The Selling Stockholders, which as used herein includes donees, pledgees, transferees or other successors-in-interest selling shares of common stock received after the date of this prospectus from a selling shareholder as a gift, pledge, partnership distribution or other transfer, may, from time to time, sell, transfer or otherwise dispose of any or all of their shares of common stock on any stock exchange, market or trading facility on which the ordinary shares are traded or in private transactions. These dispositions may be at fixed prices, at prevailing market prices at the time of sale, at prices related to the prevailing market price, at varying prices determined at the time of sale, or at negotiated prices.

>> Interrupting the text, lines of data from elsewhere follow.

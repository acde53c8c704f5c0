//! All possible UI actions. Actions are the sole mechanism for state mutation.

use storefront_core::{CategoryState, SearchRoute};

use crate::screen::ScreenId;

/// Every state transition in the TUI is expressed as an Action.
#[derive(Debug, Clone, PartialEq)]
pub enum Action {
    // ── Lifecycle ──────────────────────────────────────────────────
    Quit,
    Tick,
    Render,
    Resize(u16, u16),

    // ── Navigation ────────────────────────────────────────────────
    SwitchScreen(ScreenId),
    GoBack,
    /// Show the search screen, seeded with the route's category.
    OpenSearch(SearchRoute),

    // ── Data ──────────────────────────────────────────────────────
    ReloadCategories,
    CategoriesLoaded(CategoryState),
    /// The product controller published a new snapshot.
    ProductsChanged,

    // ── Help ──────────────────────────────────────────────────────
    ToggleHelp,
}
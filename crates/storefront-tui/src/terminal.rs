//! Terminal session and its input stream.
//!
//! [`Session`] owns raw mode, the alternate screen, bracketed paste and
//! focus reporting, and puts all of them back on drop or panic. [`Input`]
//! merges crossterm's event stream with the tick and render clocks.

use std::io::{Stdout, stdout};
use std::time::Duration;

use color_eyre::eyre::Result;
use crossterm::{
    cursor,
    event::{
        DisableBracketedPaste, DisableFocusChange, EnableBracketedPaste, EnableFocusChange,
        Event as TermEvent, EventStream, KeyEvent, KeyEventKind,
    },
    execute,
    terminal::{self, EnterAlternateScreen, LeaveAlternateScreen},
};
use futures::StreamExt;
use ratatui::{Frame, Terminal, backend::CrosstermBackend};
use tokio::sync::mpsc;
use tokio::time::{Interval, MissedTickBehavior};
use tokio_util::sync::CancellationToken;

/// What the app loop reacts to.
#[derive(Debug, Clone, PartialEq, Eq)]
pub enum Event {
    Key(KeyEvent),
    /// Text pasted in one piece (bracketed paste).
    Paste(String),
    /// The terminal window got focus back; repaint in case it was obscured.
    FocusGained,
    Resize(u16, u16),
    Tick,
    Render,
}

/// Map a raw terminal event; `None` for anything the app ignores.
pub fn translate(event: TermEvent) -> Option<Event> {
    match event {
        TermEvent::Key(key) if key.kind == KeyEventKind::Press => Some(Event::Key(key)),
        TermEvent::Paste(text) if !text.is_empty() => Some(Event::Paste(text)),
        TermEvent::FocusGained => Some(Event::FocusGained),
        TermEvent::Resize(w, h) => Some(Event::Resize(w, h)),
        _ => None,
    }
}

/// Raw-mode terminal for the lifetime of the app.
pub struct Session {
    terminal: Terminal<CrosstermBackend<Stdout>>,
}

impl Session {
    pub fn start() -> Result<Self> {
        let mut terminal = Terminal::new(CrosstermBackend::new(stdout()))?;
        terminal::enable_raw_mode()?;
        execute!(
            stdout(),
            EnterAlternateScreen,
            EnableBracketedPaste,
            EnableFocusChange,
            cursor::Hide
        )?;
        terminal.clear()?;
        Ok(Self { terminal })
    }

    pub fn draw(&mut self, render: impl FnOnce(&mut Frame)) -> Result<()> {
        self.terminal.draw(render)?;
        Ok(())
    }

    pub fn size(&self) -> Result<(u16, u16)> {
        let size = self.terminal.size()?;
        Ok((size.width, size.height))
    }
}

impl Drop for Session {
    fn drop(&mut self) {
        restore();
    }
}

/// Undo everything [`Session::start`] did. Errors are ignored: this also
/// runs from the panic hook.
fn restore() {
    let _ = execute!(
        stdout(),
        DisableFocusChange,
        DisableBracketedPaste,
        LeaveAlternateScreen,
        cursor::Show
    );
    let _ = terminal::disable_raw_mode();
}

/// Route panics and eyre reports through terminal restoration.
///
/// Call before [`Session::start`].
pub fn install_hooks() -> Result<()> {
    let (panic_hook, eyre_hook) = color_eyre::config::HookBuilder::default()
        .display_env_section(false)
        .into_hooks();
    eyre_hook.install()?;

    let panic_hook = panic_hook.into_panic_hook();
    std::panic::set_hook(Box::new(move |info| {
        restore();
        panic_hook(info);
    }));
    Ok(())
}

fn clock(period: Duration) -> Interval {
    let mut interval = tokio::time::interval(period);
    interval.set_missed_tick_behavior(MissedTickBehavior::Skip);
    interval
}

/// Terminal events plus tick/render clocks, read on a background task.
pub struct Input {
    rx: mpsc::UnboundedReceiver<Event>,
    cancel: CancellationToken,
}

impl Input {
    pub fn spawn(tick: Duration, render: Duration) -> Self {
        let (tx, rx) = mpsc::unbounded_channel();
        let cancel = CancellationToken::new();
        let stop = cancel.clone();

        tokio::spawn(async move {
            let mut stream = EventStream::new();
            let mut tick = clock(tick);
            let mut render = clock(render);
            loop {
                let event = tokio::select! {
                    () = stop.cancelled() => break,
                    _ = tick.tick() => Event::Tick,
                    _ = render.tick() => Event::Render,
                    Some(Ok(raw)) = stream.next() => match translate(raw) {
                        Some(event) => event,
                        None => continue,
                    },
                };
                if tx.send(event).is_err() {
                    break;
                }
            }
        });

        Self { rx, cancel }
    }

    /// `None` once the reader task is gone.
    pub async fn next(&mut self) -> Option<Event> {
        self.rx.recv().await
    }
}

impl Drop for Input {
    fn drop(&mut self) {
        self.cancel.cancel();
    }
}

#[cfg(test)]
mod tests {
    use crossterm::event::{KeyCode, KeyEventState, KeyModifiers};
    use pretty_assertions::assert_eq;

    use super::*;

    fn key(kind: KeyEventKind) -> TermEvent {
        TermEvent::Key(KeyEvent {
            code: KeyCode::Char('x'),
            modifiers: KeyModifiers::NONE,
            kind,
            state: KeyEventState::NONE,
        })
    }

    #[test]
    fn only_key_presses_pass() {
        assert!(matches!(translate(key(KeyEventKind::Press)), Some(Event::Key(_))));
        assert_eq!(translate(key(KeyEventKind::Release)), None);
        assert_eq!(translate(key(KeyEventKind::Repeat)), None);
    }

    #[test]
    fn paste_focus_and_resize() {
        assert_eq!(
            translate(TermEvent::Paste("red shoes".into())),
            Some(Event::Paste("red shoes".into()))
        );
        assert_eq!(translate(TermEvent::Paste(String::new())), None);
        assert_eq!(translate(TermEvent::FocusGained), Some(Event::FocusGained));
        assert_eq!(translate(TermEvent::FocusLost), None);
        assert_eq!(translate(TermEvent::Resize(100, 40)), Some(Event::Resize(100, 40)));
    }
}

The Selling Stockholders may use any one or more of the following methods when disposing of shares of common stock or interests therein:

ordinary brokerage transactions and transactions in which the broker-dealer solicits purchasers;
block trades in which the broker-dealer will attempt to sell the shares of common stock as agent, but may position and resell a portion of the block as principal to facilitate the transaction;
purchases by a broker-dealer as principal and resale by the broker-dealer for its account;
privately negotiated transactions;
short sales effected after the date the registration statement of which this prospectus is a part is declared effective by the SEC;
through the writing or settlement of options or other hedging transactions, whether through an options exchange or otherwise;
broker-dealers may agree with the Selling Stockholders to sell a specified number of such shares of common stock at a stipulated price per share;
a combination of any such methods of sale; and
any other method permitted by applicable law.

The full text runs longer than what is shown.